The publication of the UK Government’s AI Assurance Roadmap by DSIT marks a critical moment in the UK’s journey to harness AI responsibly. For me, it’s a moment that feels strikingly familiar.
In the early days of Information Assurance, as a CLAS consultant and CHECK Team Member I was fortunate to be part of the cross-industry collaboration that was driven by the Cabinet Office and CESG (now part of the NCSC) and bodies like the Information Assurance Collaboration Working Group (IACWG). At that time, the challenge was to secure the information that underpinned the Transformational Government initiative. The stakes were high, particularly regarding classified data, the risks not consistently understood, and the technology and user demand was evolving faster than traditional governance could keep pace.
What made the difference back then was not just the frameworks and standards, but the way in which government, regulators, and industry worked together. Information Assurance became a shared endeavour, cutting across the 'stove-pipes' of government. By building a common language, agreed approaches, and collective trust, the UK Government created an environment where organisations could move forward with confidence, knowing that risks were being addressed in a proportionate and consistent way. This challenge was in no way unique to the UK, I spent two years in Australia, working with the Federal and State governments on exactly the same challenges as the UK.

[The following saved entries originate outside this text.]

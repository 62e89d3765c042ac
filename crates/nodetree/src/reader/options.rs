//! Reader configuration

use std::path::PathBuf;

/// How `#include` lines are handled.
#[derive(Debug, Clone, Copy, PartialEq, Eq, Default)]
pub enum IncludePolicy {
    /// Parse the named file into the current scope
    #[default]
    Follow,

    /// Skip the line
    Ignore,

    /// Treat the line as a parse error
    Reject,
}

/// Configuration for a read.
///
/// This is passed through every nested include and controls how far the
/// reader may go.
#[derive(Debug, Clone)]
pub struct ReadOptions {
    /// What `#include` does
    pub include: IncludePolicy,

    /// Maximum nesting of included files (catches self-including files)
    pub max_include_depth: usize,

    /// Directories searched for includes after the tree's own `loadpaths`.
    /// They are never written into the tree.
    pub load_paths: Vec<PathBuf>,
}

impl Default for ReadOptions {
    fn default() -> Self {
        Self {
            include: IncludePolicy::Follow,
            max_include_depth: 32,
            load_paths: Vec::new(),
        }
    }
}

impl ReadOptions {
    /// Create options with default settings.
    pub fn new() -> Self {
        Self::default()
    }

    /// Options for in-memory text: includes are skipped when `permissive`,
    /// rejected otherwise.
    pub fn for_string(permissive: bool) -> Self {
        Self {
            include: if permissive {
                IncludePolicy::Ignore
            } else {
                IncludePolicy::Reject
            },
            ..Default::default()
        }
    }

    /// Set the include policy.
    pub fn with_include(mut self, include: IncludePolicy) -> Self {
        self.include = include;
        self
    }

    /// Set the include nesting limit.
    pub fn with_max_include_depth(mut self, depth: usize) -> Self {
        self.max_include_depth = depth;
        self
    }

    /// Set the extra include search directories.
    pub fn with_load_paths(mut self, dirs: impl IntoIterator<Item = PathBuf>) -> Self {
        self.load_paths = dirs.into_iter().collect();
        self
    }
}

#[cfg(test)]
mod tests {
    use super::*;

    #[test]
    fn test_defaults_follow_includes() {
        let opts = ReadOptions::new();
        assert_eq!(opts.include, IncludePolicy::Follow);
        assert_eq!(opts.max_include_depth, 32);
        assert!(opts.load_paths.is_empty());
    }

    #[test]
    fn test_string_policies() {
        assert_eq!(ReadOptions::for_string(true).include, IncludePolicy::Ignore);
        assert_eq!(ReadOptions::for_string(false).include, IncludePolicy::Reject);
    }

    #[test]
    fn test_builders() {
        let opts = ReadOptions::new()
            .with_include(IncludePolicy::Reject)
            .with_max_include_depth(2)
            .with_load_paths(vec![PathBuf::from("lib")]);
        assert_eq!(opts.include, IncludePolicy::Reject);
        assert_eq!(opts.max_include_depth, 2);
        assert_eq!(opts.load_paths, vec![PathBuf::from("lib")]);
    }
}
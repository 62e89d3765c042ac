//! # nodetree
//!
//! A path-addressed tree of named string values with a line-oriented text
//! format.
//!
//! Nodes are addressed by dotted paths (`Page.Header.Title`). Writing a path
//! creates every missing component; reading a missing path yields the
//! caller's default rather than an error.
//!
//! ## Architecture
//!
//! - **Tree**: arena of nodes addressed by generational [`NodeId`]s
//! - **Resolver**: path lookup and typed reads ([`Tree::get_value`],
//!   [`NodeRef::get_obj`])
//! - **Mutator**: auto-vivifying writes ([`Tree::set_value`], links,
//!   attributes, subtree copy and removal)
//! - **Reader**: the text format, with blocks, heredocs, value copies and
//!   `#include`
//! - **Writer**: canonical depth-first dump and text serialization
//! - **Handles**: [`TreeHandle`], shared single-threaded handles for
//!   binding layers
//!
//! ## Example
//!
//! ```
//! use nodetree::Tree;
//!
//! let mut tree = Tree::new();
//! tree.read_string("Page {\n  Title = Hello\n  Copy : Title\n}\n", false)?;
//!
//! assert_eq!(tree.get_value("Page.Copy", ""), "Hello");
//! assert_eq!(tree.write_string(), "Page.Title = Hello\nPage.Copy = Hello\n");
//! # Ok::<(), nodetree::TreeError>(())
//! ```

#![warn(missing_docs)]
#![warn(clippy::all)]

pub mod error;
pub mod handle;
pub mod node;
pub mod path;
pub mod reader;
#[cfg(feature = "serde")]
mod ser;
pub mod tree;
pub mod view;
pub mod writer;

// Re-export main types
pub use error::{ErrorKind, Result, SourceLocation, TreeError};
pub use handle::TreeHandle;
pub use node::{Attributes, NodeId, NodeValue};
pub use reader::{IncludePolicy, ReadOptions};
pub use tree::{Tree, LOAD_PATHS};
pub use view::{Children, NodeMut, NodeRef};
pub use writer::Walk;

/// nodetree version
pub const VERSION: &str = env!("CARGO_PKG_VERSION");

#[cfg(test)]
mod tests {
    use super::*;

    #[test]
    fn test_version_exists() {
        assert!(!VERSION.is_empty());
    }
}
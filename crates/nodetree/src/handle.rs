//! Shared handles for embedding the tree behind a host boundary
//!
//! A [`TreeHandle`] is what a binding layer hands out: a shared hold on a
//! tree plus the id of one node in it. Every handle obtained from another
//! (`get_obj`, `child`, `next`, `top`) shares the same tree, and the tree
//! lives as long as its longest holder. All returned strings are owned, so
//! nothing borrowed from the tree crosses the boundary.
//!
//! Handles are single-threaded (`Rc<RefCell<_>>`). The tree is borrowed
//! only for the duration of each call.

use std::cell::{RefCell, RefMut};
use std::fmt;
use std::path::{Path, PathBuf};
use std::rc::Rc;

use tracing::trace;

use crate::error::{Result, TreeError};
use crate::node::NodeId;
use crate::reader::{self, ReadOptions};
use crate::tree::Tree;
use crate::view::{NodeMut, NodeRef};

/// A shared hold on a tree, positioned at one node.
#[derive(Clone)]
pub struct TreeHandle {
    tree: Rc<RefCell<Tree>>,
    node: NodeId,
}

impl Default for TreeHandle {
    fn default() -> Self {
        Self::init()
    }
}

impl TreeHandle {
    /// Create a new empty tree and return a handle to its root.
    pub fn init() -> Self {
        Self::from_tree(Tree::new())
    }

    /// Take ownership of an existing tree.
    pub fn from_tree(tree: Tree) -> Self {
        let node = tree.root();
        Self {
            tree: Rc::new(RefCell::new(tree)),
            node,
        }
    }

    fn at(&self, node: NodeId) -> Self {
        Self {
            tree: Rc::clone(&self.tree),
            node,
        }
    }

    /// Run `f` against a read-only view of this handle's node.
    ///
    /// Returns `None` if the node has been removed from the tree.
    ///
    /// The tree stays borrowed while `f` runs. Reads through other handles
    /// to the same tree work inside `f`; mutations through them fail with
    /// an `Assertion` error.
    pub fn with_node<R>(&self, f: impl FnOnce(NodeRef<'_>) -> R) -> Option<R> {
        let tree = self.tree.borrow();
        tree.node(self.node).map(f)
    }

    fn tree_mut(&self) -> Result<RefMut<'_, Tree>> {
        self.tree.try_borrow_mut().map_err(|_| {
            TreeError::Assertion("Tree is borrowed by an in-progress read".to_string())
        })
    }

        fn view_or<R>(&self, default: R, f: impl FnOnce(NodeRef<'_>) -> R) -> R {
        self.with_node(f).unwrap_or(default)
    }

    // ═══════════════════════════════════════════════════════════════════
    // Lifecycle
    // ═══════════════════════════════════════════════════════════════════

    /// Release this handle.
    ///
    /// Returns true if this was the last holder and the tree was freed.
    /// Releasing a handle to an inner node never frees a tree that another
    /// handle (such as its root) still holds.
    pub fn destroy(self) -> bool {
        let is_root = self.is_root();
        match Rc::try_unwrap(self.tree) {
            Ok(cell) => {
                let tree = cell.into_inner();
                trace!(nodes = tree.len(), is_root, "last handle released");
                tree.destroy();
                true
            }
            Err(_) => false,
        }
    }

    /// Number of handles sharing this tree.
    pub fn holders(&self) -> usize {
        Rc::strong_count(&self.tree)
    }

    /// Whether two handles share one tree.
    pub fn same_tree(&self, other: &TreeHandle) -> bool {
        Rc::ptr_eq(&self.tree, &other.tree)
    }

    /// The id of this handle's node.
    pub fn id(&self) -> NodeId {
        self.node
    }

    /// Whether this handle is positioned at the tree's root.
    pub fn is_root(&self) -> bool {
        self.tree.borrow().root() == self.node
    }

    // ═══════════════════════════════════════════════════════════════════
    // Navigation
    // ═══════════════════════════════════════════════════════════════════

    /// Handle to the tree's root.
    pub fn top(&self) -> TreeHandle {
        let root = self.tree.borrow().root();
        self.at(root)
    }

    /// Handle to the node at `path`, relative to this node.
    pub fn get_obj(&self, path: &str) -> Option<TreeHandle> {
        let found = self.tree.borrow().lookup(self.node, path);
        found.map(|id| self.at(id))
    }

    /// Handle to the first child of the node at `path`.
    pub fn get_child(&self, path: &str) -> Option<TreeHandle> {
        let found = self
            .with_node(|node| node.get_child(path).map(|c| c.id()))
            .flatten();
        found.map(|id| self.at(id))
    }

    /// Handle to this node's first child.
    pub fn child(&self) -> Option<TreeHandle> {
        let found = self.with_node(|node| node.child().map(|c| c.id())).flatten();
        found.map(|id| self.at(id))
    }

    /// Handle to this node's next sibling.
    pub fn next(&self) -> Option<TreeHandle> {
        let found = self.with_node(|node| node.next().map(|c| c.id())).flatten();
        found.map(|id| self.at(id))
    }

    // ═══════════════════════════════════════════════════════════════════
    // Values and attributes
    // ═══════════════════════════════════════════════════════════════════

    /// This node's name.
    pub fn name(&self) -> String {
        self.view_or(String::new(), |node| node.name().to_string())
    }

    /// This node's value.
    pub fn value(&self) -> Option<String> {
        self.with_node(|node| node.value().map(str::to_string)).flatten()
    }

    /// Value at `path`, or `default`.
    pub fn get_value(&self, path: &str, default: &str) -> String {
        self.view_or(default.to_string(), |node| {
            node.get_value(path, default).to_string()
        })
    }

    /// Integer value at `path`, or `default` when there is no value.
    pub fn get_int_value(&self, path: &str, default: i64) -> i64 {
        self.view_or(default, |node| node.get_int_value(path, default))
    }

    /// This node's attributes in insertion order.
    pub fn attrs(&self) -> Vec<(String, String)> {
        self.view_or(Vec::new(), pairs)
    }

    /// Attributes of the node at `path`.
    pub fn get_attrs(&self, path: &str) -> Option<Vec<(String, String)>> {
        self.with_node(|node| node.get_obj(path).map(pairs)).flatten()
    }

    /// Set `path` to a copy of `value`.
    pub fn set_value(&self, path: &str, value: &str) -> Result<()> {
        self.mutate(|mut node| node.set_value(path, value))
    }

    /// Snapshot-copy the value at `src` to `dest`.
    pub fn copy_value(&self, dest: &str, src: &str) -> Result<()> {
        self.mutate(|mut node| node.copy_value(dest, src))
    }

    /// Set or remove an attribute on the node at `path`.
    pub fn set_attr(&self, path: &str, key: &str, value: Option<&str>) -> Result<()> {
        self.mutate(|mut node| node.set_attr(path, key, value))
    }

    /// Make `src` (relative to this node) an alias of `dest` (from the root).
    pub fn set_symlink(&self, src: &str, dest: &str) -> Result<()> {
        self.mutate(|mut node| node.set_symlink(src, dest))
    }

    /// Remove the subtree at `path`, returning the number of nodes freed.
    pub fn remove_tree(&self, path: &str) -> Result<usize> {
        self.mutate(|mut node| node.remove_tree(path))
    }

    /// Deep-copy the subtree at `src` onto `name` below this node.
    ///
    /// `src` may be a handle into this same tree; it is snapshotted first.
    pub fn copy(&self, name: &str, src: &TreeHandle) -> Result<()> {
        let snapshot = src
            .with_node(|node| node.to_tree())
            .ok_or_else(|| stale(src.node))??;
        self.mutate(|mut node| node.copy_tree(name, snapshot.root_node()).map(|_| ()))
    }

    fn mutate<R>(&self, f: impl FnOnce(NodeMut<'_>) -> Result<R>) -> Result<R> {
        let mut tree = self.tree_mut()?;
        let node = tree.node_mut(self.node).ok_or_else(|| stale(self.node))?;
        f(node)
    }

    // ═══════════════════════════════════════════════════════════════════
    // Files and text
    // ═══════════════════════════════════════════════════════════════════

    /// Parse a file into this node.
    pub fn read_file(&self, path: impl AsRef<Path>) -> Result<()> {
        self.mutate(|mut node| node.read_file(path))
    }

    /// Parse text into this node; `permissive` skips `#include` lines.
    pub fn read_string(&self, text: &str, permissive: bool) -> Result<()> {
        self.mutate(|mut node| node.read_string(text, permissive))
    }

    /// Parse text into this node with explicit options.
    pub fn read_str_with(&self, text: &str, options: &ReadOptions) -> Result<()> {
        let mut tree = self.tree_mut()?;
        reader::read_str(&mut tree, self.node, text, options)
    }

    /// Serialize this node's descendants.
    pub fn write_string(&self) -> String {
        self.view_or(String::new(), |node| node.write_string())
    }

    /// Write this node's descendants to `path`.
    pub fn write_file(&self, path: impl AsRef<Path>) -> Result<()> {
        self.with_node(|node| node.write_file(path))
            .ok_or_else(|| stale(self.node))?
    }

    /// Write this node's descendants to `path` via a temporary file.
    pub fn write_file_atomic(&self, path: impl AsRef<Path>) -> Result<()> {
        self.with_node(|node| node.write_file_atomic(path))
            .ok_or_else(|| stale(self.node))?
    }

    /// Print `path = value` lines for this node and its descendants.
    pub fn dump(&self, prefix: &str) -> Result<()> {
        let stdout = std::io::stdout();
        let mut out = stdout.lock();
        self.with_node(|node| node.dump_to(&mut out, prefix))
            .ok_or_else(|| stale(self.node))?
    }

    /// Dump as a string.
    pub fn dump_string(&self, prefix: &str) -> String {
        self.view_or(String::new(), |node| node.dump_string(prefix))
    }

    /// Resolve a file against the tree's load paths.
    pub fn search_path(&self, path: impl AsRef<Path>) -> Result<PathBuf> {
        self.tree.borrow().search_path(path)
    }
}

fn pairs(node: NodeRef<'_>) -> Vec<(String, String)> {
    node.attrs()
        .iter()
        .map(|(k, v)| (k.clone(), v.clone()))
        .collect()
}

fn stale(id: NodeId) -> TreeError {
    TreeError::Assertion(format!("Node {} is no longer in the tree", id))
}

impl fmt::Debug for TreeHandle {
    fn fmt(&self, f: &mut fmt::Formatter<'_>) -> fmt::Result {
        f.debug_struct("TreeHandle")
            .field("node", &self.node)
            .field("holders", &self.holders())
            .finish()
    }
}

impl PartialEq for TreeHandle {
    fn eq(&self, other: &Self) -> bool {
        self.same_tree(other) && self.node == other.node
    }
}

impl Eq for TreeHandle {}
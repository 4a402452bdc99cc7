// SPDX-FileCopyrightText: 2026 ArcheBase
//
// SPDX-License-Identifier: MulanPSL-2.0

//! Bag engine.
//!
//! This module owns the bag lifecycle and everything that operates on a
//! bound bag:
//! - [`engine`] - create/open, tag files, payload-size accounting
//! - [`payload`] - copy/link/tar ingestion into `data/`
//! - [`verify`] - fixity and structure verification

pub mod engine;
pub mod payload;
pub mod verify;

pub use engine::{tag_value, Bag, BAGIT_TXT, BAG_INFO_TXT, PAYLOAD_DIR};
pub use payload::{LinkMode, Tarfile};
pub use verify::manifest_diff;
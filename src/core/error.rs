// SPDX-FileCopyrightText: 2026 ArcheBase
//
// SPDX-License-Identifier: MulanPSL-2.0

//! Core error types for bagforge.
//!
//! Provides error types for bag operations:
//! - Bag lifecycle (open/create)
//! - Manifest parsing and congruence
//! - Fixity verification
//! - Payload accounting and I/O

use std::fmt;

use super::fixity::{ManifestDiff, PayloadSize};

/// Errors that can occur during bag operations.
#[derive(Debug, Clone)]
pub enum BagError {
    /// No bag exists at the given location (required tag file absent)
    BagNotFound {
        /// Location that was probed
        path: String,
    },

    /// A required bag path is missing
    Structure {
        /// The missing path
        path: String,
    },

    /// Malformed manifest line or file
    ManifestParse {
        /// Manifest file containing the offending line
        manifest: String,
        /// 1-based line number
        line: usize,
        /// What was wrong with the line
        reason: String,
    },

    /// A file id present under one algorithm's manifest is absent from another
    ManifestCongruence {
        /// Manifest type ("manifest" or "tagmanifest")
        manifest_type: String,
        /// File id with incomplete coverage
        file_id: String,
        /// Manifest file the id is missing from
        missing_from: String,
    },

    /// Measured fixity disagrees with recorded fixity
    ManifestVerification {
        /// Manifest type ("manifest" or "tagmanifest")
        manifest_type: String,
        /// Structured recorded-vs-measured report
        diff: ManifestDiff,
    },

    /// Measured payload size disagrees with the recorded Payload-Oxum
    PayloadSizeMismatch {
        /// Size recorded in bag-info.txt
        expected: PayloadSize,
        /// Size measured from the payload directory
        found: PayloadSize,
    },

    /// I/O failure (unreadable source, pre-existing target, tar failure)
    Io {
        /// What was being done
        context: String,
        /// Error message
        message: String,
    },
}

impl BagError {
    /// Create a "no bag found" error.
    pub fn bag_not_found(path: impl Into<String>) -> Self {
        BagError::BagNotFound { path: path.into() }
    }

    /// Create a structure error for a missing path.
    pub fn structure(path: impl Into<String>) -> Self {
        BagError::Structure { path: path.into() }
    }

    /// Create a manifest parse error.
    pub fn manifest_parse(
        manifest: impl Into<String>,
        line: usize,
        reason: impl Into<String>,
    ) -> Self {
        BagError::ManifestParse {
            manifest: manifest.into(),
            line,
            reason: reason.into(),
        }
    }

    /// Create a manifest congruence error.
    pub fn congruence(
        manifest_type: impl Into<String>,
        file_id: impl Into<String>,
        missing_from: impl Into<String>,
    ) -> Self {
        BagError::ManifestCongruence {
            manifest_type: manifest_type.into(),
            file_id: file_id.into(),
            missing_from: missing_from.into(),
        }
    }

    /// Create a manifest verification error carrying the structured diff.
    pub fn verification(manifest_type: impl Into<String>, diff: ManifestDiff) -> Self {
        BagError::ManifestVerification {
            manifest_type: manifest_type.into(),
            diff,
        }
    }

    /// Create a payload size mismatch error.
    pub fn payload_size_mismatch(expected: PayloadSize, found: PayloadSize) -> Self {
        BagError::PayloadSizeMismatch { expected, found }
    }

    /// Create an I/O error with context.
    pub fn io(context: impl Into<String>, message: impl Into<String>) -> Self {
        BagError::Io {
            context: context.into(),
            message: message.into(),
        }
    }

    /// Get structured fields for logging.
    pub fn log_fields(&self) -> Vec<(&'static str, String)> {
        match self {
            BagError::BagNotFound { path } => vec![("path", path.clone())],
            BagError::Structure { path } => vec![("path", path.clone())],
            BagError::ManifestParse {
                manifest,
                line,
                reason,
            } => vec![
                ("manifest", manifest.clone()),
                ("line", line.to_string()),
                ("reason", reason.clone()),
            ],
            BagError::ManifestCongruence {
                manifest_type,
                file_id,
                missing_from,
            } => vec![
                ("manifest_type", manifest_type.clone()),
                ("file_id", file_id.clone()),
                ("missing_from", missing_from.clone()),
            ],
            BagError::ManifestVerification {
                manifest_type,
                diff,
            } => vec![
                ("manifest_type", manifest_type.clone()),
                ("diff", diff.to_json()),
            ],
            BagError::PayloadSizeMismatch { expected, found } => vec![
                ("expected_bytes", expected.bytes.to_string()),
                ("expected_files", expected.files.to_string()),
                ("found_bytes", found.bytes.to_string()),
                ("found_files", found.files.to_string()),
            ],
            BagError::Io { context, message } => {
                vec![("context", context.clone()), ("message", message.clone())]
            }
        }
    }
}

impl fmt::Display for BagError {
    fn fmt(&self, f: &mut fmt::Formatter<'_>) -> fmt::Result {
        match self {
            BagError::BagNotFound { path } => {
                write!(f, "No bag found at {path}")
            }
            BagError::Structure { path } => {
                write!(f, "Bag structure verification failed: missing {path}")
            }
            BagError::ManifestParse {
                manifest,
                line,
                reason,
            } => {
                write!(f, "Malformed line {line} in manifest file {manifest}: {reason}")
            }
            BagError::ManifestCongruence {
                manifest_type,
                file_id,
                missing_from,
            } => write!(
                f,
                "Incongruent {manifest_type} files: file id '{file_id}' is missing from {missing_from}"
            ),
            BagError::ManifestVerification {
                manifest_type,
                diff,
            } => {
                write!(f, "Failed manifest verification for {manifest_type}: {diff}")
            }
            BagError::PayloadSizeMismatch { expected, found } => write!(
                f,
                "Payload size mismatch: bag-info.txt records {} bytes in {} files, but payload contains {} bytes in {} files",
                expected.bytes, expected.files, found.bytes, found.files
            ),
            BagError::Io { context, message } => {
                write!(f, "{context}: {message}")
            }
        }
    }
}

impl std::error::Error for BagError {}

impl From<std::io::Error> for BagError {
    fn from(err: std::io::Error) -> Self {
        BagError::Io {
            context: "IO".to_string(),
            message: err.to_string(),
        }
    }
}

/// Result type for bagforge operations.
pub type Result<T> = std::result::Result<T, BagError>;
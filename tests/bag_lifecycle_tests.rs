// SPDX-FileCopyrightText: 2026 ArcheBase
//
// SPDX-License-Identifier: MulanPSL-2.0

//! Tests for bag lifecycle and tag files.
//!
//! Run with: cargo test --test bag_lifecycle_tests

mod common;

use std::fs;

use bagforge::{tag_value, Bag, BagError, ChecksumType, LinkMode};

#[test]
fn test_create_bag_initializes_structure() {
    let tmp = tempfile::tempdir().unwrap();
    let bag_dir = tmp.path().join("create_me");
    let bag = Bag::create(&bag_dir).unwrap();

    assert_eq!(bag.payload_pathname(), bag_dir.join("data"));
    assert!(bag.payload_pathname().exists());
    assert!(bag.bag_pathname().join("bagit.txt").exists());
}

#[test]
fn test_open_bag_round_trip() {
    let tmp = tempfile::tempdir().unwrap();
    let bag_dir = tmp.path().join("open_me");
    Bag::create(&bag_dir).unwrap();

    let bag = Bag::open(&bag_dir).unwrap();
    assert_eq!(bag.payload_pathname(), bag_dir.join("data"));
    assert!(bag.payload_pathname().exists());
}

#[test]
fn test_open_non_bag_path_fails() {
    let err = Bag::open("/dummy/path").unwrap_err();
    assert!(matches!(err, BagError::BagNotFound { .. }));
    assert!(err.to_string().contains("No bag found"));
}

#[test]
fn test_bagit_txt_contents() {
    let tmp = tempfile::tempdir().unwrap();
    let bag = Bag::create(tmp.path().join("mybag")).unwrap();
    let properties = bag.read_bagit_txt().unwrap();

    assert_eq!(properties.len(), 2);
    assert_eq!(tag_value(&properties, "BagIt-Version"), Some("0.97"));
    assert_eq!(
        tag_value(&properties, "Tag-File-Character-Encoding"),
        Some("UTF-8")
    );
}

#[test]
fn test_payload_size_counts_bytes_and_files() {
    let tmp = tempfile::tempdir().unwrap();
    let source_dir = common::build_source_dir(tmp.path());
    let bag = Bag::create(tmp.path().join("mybag")).unwrap();
    bag.add_dir_to_payload(LinkMode::Copy, &source_dir).unwrap();

    let size = bag.payload_size().unwrap();
    assert_eq!(size.bytes, common::source_files_bytes());
    assert_eq!(size.files, common::SOURCE_FILES.len() as u64);
}

#[test]
fn test_bag_info_txt_round_trip() {
    let tmp = tempfile::tempdir().unwrap();
    let source_dir = common::build_source_dir(tmp.path());
    let bag = Bag::create(tmp.path().join("mybag")).unwrap();
    bag.add_dir_to_payload(LinkMode::Copy, &source_dir).unwrap();
    bag.write_bag_info_txt().unwrap();

    let size = bag.payload_size().unwrap();
    let properties = bag.read_bag_info_txt().unwrap();
    assert_eq!(properties.len(), 3);
    assert_eq!(tag_value(&properties, "External-Identifier"), Some("mybag"));
    assert_eq!(
        tag_value(&properties, "Payload-Oxum"),
        Some(size.to_oxum().as_str())
    );
    assert_eq!(
        tag_value(&properties, "Bag-Size"),
        Some(Bag::bag_size_human(size.bytes).as_str())
    );
    assert_eq!(bag.info_payload_size().unwrap(), size);
}

#[test]
fn test_verify_payload_size_matches() {
    let tmp = tempfile::tempdir().unwrap();
    let bag = common::populated_bag(tmp.path());
    assert!(bag.verify_payload_size().unwrap());
}

#[test]
fn test_verify_payload_size_detects_mismatch() {
    let tmp = tempfile::tempdir().unwrap();
    let bag = common::populated_bag(tmp.path());

    // Rewrite bag-info.txt with a wrong Payload-Oxum.
    let info_path = bag.bag_pathname().join("bag-info.txt");
    let contents = fs::read_to_string(&info_path).unwrap();
    let size = bag.payload_size().unwrap();
    let tampered = contents.replace(&size.to_oxum(), &format!("{}.{}", size.bytes + 1, size.files));
    fs::write(&info_path, tampered).unwrap();

    let err = bag.verify_payload_size().unwrap_err();
    assert!(matches!(err, BagError::PayloadSizeMismatch { .. }));
}

#[test]
fn test_bag_size_human_units() {
    assert_eq!(Bag::bag_size_human(256), "256 B");
    assert_eq!(Bag::bag_size_human(1024), "1.00 KB");
    assert_eq!(Bag::bag_size_human(2222), "2.17 KB");
    assert_eq!(Bag::bag_size_human(1024 * 1024), "1.00 MB");
    assert_eq!(Bag::bag_size_human(1024 * 1024 * 1024), "1.00 GB");
    assert_eq!(Bag::bag_size_human(1024u64.pow(4)), "1.00 TB");
    assert_eq!(Bag::bag_size_human(1024u64.pow(5)), "1024.00 TB");
}

#[test]
fn test_checksum_types_configurable() {
    let tmp = tempfile::tempdir().unwrap();
    let mut bag = Bag::create(tmp.path().join("mybag")).unwrap();
    assert_eq!(
        bag.checksum_types(),
        &[ChecksumType::Sha1, ChecksumType::Sha256]
    );

    bag.set_checksum_types(vec![ChecksumType::Md5, ChecksumType::Sha1]);
    assert_eq!(
        bag.checksum_types(),
        &[ChecksumType::Md5, ChecksumType::Sha1]
    );
}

Fast forward to today and I see the same opportunity with AI. The AI Assurance Roadmap is about more than risk management. Like Information Assurance before it, this is about laying the foundations for trust. And trust, in turn, is what enables innovation.
Too often, assurance is viewed as a constraint or a barrier to progress. In my experience, the opposite is true. Effective assurance doesn’t hold innovation back, it provides the guardrails that allow it to accelerate safely.
Organisations that embrace assurance early are the ones that unlock real advantage: they can innovate at pace, they can demonstrate accountability to stakeholders, and they can avoid the missteps that erode trust.
The AI Assurance Roadmap from DSIT recognises this. It signals the UK’s intent not just to adopt AI, but to do so responsibly, inclusively, and at scale. By defining the steps we need to take – from developing standards, to shaping assurance techniques, to enabling adoption across sectors – DSIT is providing a clear direction of travel and this is to be applauded.
Parallels with Information Assurance are important here. Just as Cabinet Office and CESG convened government, industry and academia to tackle shared information assurance challenges, the AI Assurance Roadmap will only succeed through collaboration. No single organisation has all the answers. By working together, we can ensure that assurance is practical, proportionate, and supportive of innovation, rather than an afterthought.
The UK has a real opportunity to lead globally in this space. If we can show that AI can be adopted safely and responsibly, underpinned by trusted assurance frameworks, we will attract investment, talent, and international credibility.
For me, the lesson from Information Assurance is clear: when we build trust, we enable innovation. The UK led the world with Information Assurance in the Information Age, and the AI Assurance Roadmap from DSIT is the next chapter in that story for an AI world – and it’s one we should all take part in writing.